## Records to process

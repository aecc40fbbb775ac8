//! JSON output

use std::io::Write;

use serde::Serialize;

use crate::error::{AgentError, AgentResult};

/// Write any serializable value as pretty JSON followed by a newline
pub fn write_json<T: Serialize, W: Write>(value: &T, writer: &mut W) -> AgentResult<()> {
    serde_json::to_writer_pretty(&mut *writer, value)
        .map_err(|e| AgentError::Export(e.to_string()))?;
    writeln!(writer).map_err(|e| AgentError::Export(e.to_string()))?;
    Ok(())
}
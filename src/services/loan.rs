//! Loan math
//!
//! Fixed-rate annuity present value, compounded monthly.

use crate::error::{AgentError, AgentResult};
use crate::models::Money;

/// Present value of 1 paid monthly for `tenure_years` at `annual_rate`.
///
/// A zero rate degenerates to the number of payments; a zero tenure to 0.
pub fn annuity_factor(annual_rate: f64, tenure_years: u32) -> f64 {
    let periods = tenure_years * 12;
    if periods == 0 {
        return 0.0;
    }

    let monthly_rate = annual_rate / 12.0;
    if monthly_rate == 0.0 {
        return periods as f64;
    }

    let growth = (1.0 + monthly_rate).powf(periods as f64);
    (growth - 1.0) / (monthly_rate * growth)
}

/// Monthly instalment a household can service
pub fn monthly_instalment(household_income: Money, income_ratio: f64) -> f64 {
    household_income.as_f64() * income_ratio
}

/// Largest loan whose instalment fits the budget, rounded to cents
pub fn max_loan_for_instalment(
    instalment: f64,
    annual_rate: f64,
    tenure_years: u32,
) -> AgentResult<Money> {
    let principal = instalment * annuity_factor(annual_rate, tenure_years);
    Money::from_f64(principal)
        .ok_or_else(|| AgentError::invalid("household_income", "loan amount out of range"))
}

## The task
Which of the lines above hold the string "growth"? Copy each one.

## Solution to this task
    let growth = (1.0 + monthly_rate).powf(periods as f64);
    (growth - 1.0) / (monthly_rate * growth)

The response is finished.